In preparing a new edition of this translation of Professor Helmholtz's great work on the Sensations of Tone, which was originally made from the third German edition of 1870, and was finished in June 1875, my first care was to make it exactly conform to the fourth German edition of 1877 (the last which has appeared). The numerous alterations made in the fourth edition are specified in the Author's preface. In order that no merely verbal changes might escape me, every sentence of my translation was carefully re-read with the German. This has enabled me to correct several misprints and mistranslations which had escaped my previous very careful revision, and I have taken the opportunity of improving the language in many places. Scarcely a page has escaped such changes.
Professor Helmholtz ’s book having taken its place as a work which all candidates for musical degrees are expected to study, my next care was by supplementary notes or brief insertions, always carefully distinguished from the Author's by being inclosed in [], to explain any difficulties which the student might feel, and to shew him how to acquire an insight into the Author's theories, which were quite strange to musicians when they appeared in the first German edition of 1863, but in the twenty-two years which have since elapsed have been received as essentially valid by those competent to pass judgment.
For this purpose I have contrived the Harmonical, explained on 466-469, by which, as shewn in numerous footnotes, almost every point of theory can be illustrated; and I have arranged for its being readily procurable at a moderate charge. It need scarcely be said that my interest in this instrument is purely scientific.
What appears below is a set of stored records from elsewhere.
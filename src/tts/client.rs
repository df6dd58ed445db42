//! TTS (Text-to-Speech) client.

use super::seed::{SeedSource, ThreadRngSeed};
use super::types::{
    ModelCatalog, SynthesisRequest, SynthesisResponse, SynthesisStatus, API_VERSION,
};
use crate::config::TtsConfig;
use crate::transport::{HttpTransport, JsonTransport};
use crate::{Error, Result};
use reqwest::Method;
use std::sync::Arc;
use tracing::{error, info};

const MODELS_PATH: &str = "models";
const INFER_PATH: &str = "infer_single";

/// Client for the anime voice TTS backend.
///
/// Cheap to clone; clones share the transport and its connection pool.
#[derive(Clone)]
pub struct TtsClient {
    transport: Arc<dyn JsonTransport>,
    seeds: Arc<dyn SeedSource>,
}

impl TtsClient {
    pub fn builder() -> TtsClientBuilder {
        TtsClientBuilder::new()
    }

    /// Fetch the model catalog (model → language → emotions).
    pub async fn model_catalog(&self) -> Result<ModelCatalog> {
        let body = serde_json::json!({ "version": API_VERSION });
        let data = self
            .transport
            .request(Method::POST, MODELS_PATH, Some(&body))
            .await?;
        Ok(ModelCatalog::from_response(data))
    }

    /// Agent-facing description of every available model.
    pub async fn list_models(&self) -> Result<String> {
        Ok(self.model_catalog().await?.summary())
    }

    /// Synthesize `text` and return the URL of the generated `.wav`.
    ///
    /// `model_name`, `language` and `emotion` should come from [`Self::model_catalog`];
    /// the backend is the one that validates them.
    pub async fn synthesize(
        &self,
        text: &str,
        model_name: &str,
        language: &str,
        emotion: &str,
    ) -> Result<String> {
        let request = SynthesisRequest::new(
            text,
            model_name,
            language,
            emotion,
            self.seeds.next_seed(),
        );
        let payload = serde_json::to_value(&request)?;
        let data = self
            .transport
            .request(Method::POST, INFER_PATH, Some(&payload))
            .await?;

        let response = SynthesisResponse::from_value(&data);
        if let Some(url) = &response.audio_url {
            info!("data: {}", url);
        }

        match response.status() {
            SynthesisStatus::ParameterError => {
                error!(
                    "TTS API 参数错误: 模型: {}, 语言: {}, 语气: {}",
                    model_name, language, emotion
                );
                Err(Error::Parameter {
                    model: model_name.to_string(),
                    language: language.to_string(),
                    emotion: emotion.to_string(),
                })
            }
            SynthesisStatus::Success(url) => {
                info!(
                    "TTS API 参数: 模型: {}, 语言: {}, 语气: {}",
                    model_name, language, emotion
                );
                info!("TTS API 文本: {}", text);
                Ok(url)
            }
            SynthesisStatus::Unknown => Err(Error::UnknownSynthesis {
                body: data.to_string(),
                model: model_name.to_string(),
                language: language.to_string(),
                emotion: emotion.to_string(),
            }),
        }
    }
}

pub struct TtsClientBuilder {
    config: Option<TtsConfig>,
    transport: Option<Arc<dyn JsonTransport>>,
    seeds: Option<Arc<dyn SeedSource>>,
}

impl TtsClientBuilder {
    pub fn new() -> Self {
        Self {
            config: None,
            transport: None,
            seeds: None,
        }
    }

    pub fn config(mut self, config: TtsConfig) -> Self {
        self.config = Some(config);
        self
    }

    /// Use a ready-made transport instead of building one from the config.
    pub fn transport(mut self, transport: Arc<dyn JsonTransport>) -> Self {
        self.transport = Some(transport);
        self
    }

    pub fn seed_source(mut self, seeds: Arc<dyn SeedSource>) -> Self {
        self.seeds = Some(seeds);
        self
    }

    pub fn build(self) -> Result<TtsClient> {
        let transport = match self.transport {
            Some(t) => t,
            None => {
                let config = self.config.unwrap_or_default();
                if config.timeout_secs == 0 {
                    return Err(Error::configuration("TTS timeout must be positive"));
                }
                Arc::new(HttpTransport::new(&config)?) as Arc<dyn JsonTransport>
            }
        };
        let seeds = self
            .seeds
            .unwrap_or_else(|| Arc::new(ThreadRngSeed) as Arc<dyn SeedSource>);
        Ok(TtsClient { transport, seeds })
    }
}

impl Default for TtsClientBuilder {
    fn default() -> Self {
        Self::new()
    }
}
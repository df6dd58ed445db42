//! Plugin system: host-facing metadata, sandbox methods, and registry.

mod anime_tts;
mod base;
mod registry;

pub use anime_tts::{
    AnimeTtsPlugin, GenerateVoiceArgs, GetTtsModelArgs, SendRecordMsgArgs, METHOD_GENERATE_VOICE,
    METHOD_GET_TTS_MODEL, METHOD_SEND_RECORD_MSG,
};
pub use base::{AgentCtx, Plugin, PluginMetadata, SandboxMethod, SandboxMethodType};
pub use registry::{get_plugin_registry, PluginRegistry};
My own Appendix has been entirely re-written, much has been rejected and the rest condensed, but, as may be seen in the Contents, I have added a considerable amount of information about points hitherto little known, such as the Determination and History of Musical Pitch, Non-Harmonic scales, Tuning, &c., and in especial I have given an account of the work recently done on Beats and Combinational Tones, and on Vowel Analysis and Synthesis, mostly since the fourth German edition appeared.
Finally, I wish gratefully to acknowledge the assistance, sometimes very great, which I have received from Messrs. D. J. Blaikley, R. H. M. Bosanquet, Colin Brown, A. Cavaillé-Coll, A. J. Hipkins, W. Huggins, F.R.S., Shuji Isawa, H. Ward Poole, R. S. Rockstro, Hermann Smith, Steinway, Augustus Stroh, and James Paul White, as will be seen by referring to their names in the Index.